[Collected data]
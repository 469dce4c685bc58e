//! Push event bus for the UI front-end.
//!
//! `tokio::sync::broadcast` gives best-effort fan-out with no per-
//! publisher blocking: a slow subscriber falls behind and sees
//! `RecvError::Lagged` rather than stalling the detector.

use serde::Serialize;
use tokio::sync::broadcast;

const CHANNEL_CAPACITY: usize = 256;

#[derive(Debug, Clone, Serialize)]
pub struct LabelScore {
    pub name: String,
    pub score: f32,
}

#[derive(Debug, Clone, Serialize)]
#[serde(tag = "event", rename_all = "snake_case")]
pub enum Event {
    Clap {
        source_id: String,
        timestamp: u64,
        score: f32,
    },
    Labels {
        source: String,
        detected: Vec<LabelScore>,
    },
    DetectionStatus {
        status: DetectionStatus,
    },
    Debug {
        message: String,
    },
}

#[derive(Debug, Clone, Copy, Serialize, PartialEq, Eq)]
#[serde(rename_all = "snake_case")]
pub enum DetectionStatus {
    Started,
    Stopped,
}

/// Handle shared by every publisher and subscriber.
#[derive(Clone)]
pub struct EventBus {
    tx: broadcast::Sender<Event>,
}

impl EventBus {
    pub fn new() -> Self {
        let (tx, _rx) = broadcast::channel(CHANNEL_CAPACITY);
        Self { tx }
    }

    pub fn subscribe(&self) -> broadcast::Receiver<Event> {
        self.tx.subscribe()
    }

    /// Best-effort publish: never blocks, and a publish with zero
    /// subscribers is not an error.
    pub fn publish(&self, event: Event) {
        let _ = self.tx.send(event);
    }
}

impl Default for EventBus {
    fn default() -> Self {
        Self::new()
    }
}

#[cfg(test)]
mod tests {
    use super::*;

    #[tokio::test]
    async fn subscriber_receives_published_event() {
        let bus = EventBus::new();
        let mut rx = bus.subscribe();
        bus.publish(Event::DetectionStatus {
            status: DetectionStatus::Started,
        });
        let received = rx.recv().await.unwrap();
        assert!(matches!(
            received,
            Event::DetectionStatus {
                status: DetectionStatus::Started
            }
        ));
    }

    #[test]
    fn publish_with_no_subscribers_does_not_panic() {
        let bus = EventBus::new();
        bus.publish(Event::Debug {
            message: "no one is listening".into(),
        });
    }

    #[tokio::test]
    async fn lagging_subscriber_gets_lagged_error_not_a_hang() {
        let bus = EventBus::new();
        let mut rx = bus.subscribe();
        for i in 0..(CHANNEL_CAPACITY + 10) {
            bus.publish(Event::Debug {
                message: format!("msg {i}"),
            });
        }
        let result = rx.recv().await;
        assert!(matches!(result, Err(broadcast::error::RecvError::Lagged(_))));
    }
}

Your goal: Using the records above, state how many lines contain "serde"; a single number is the whole answer.

Response to this exercise: 3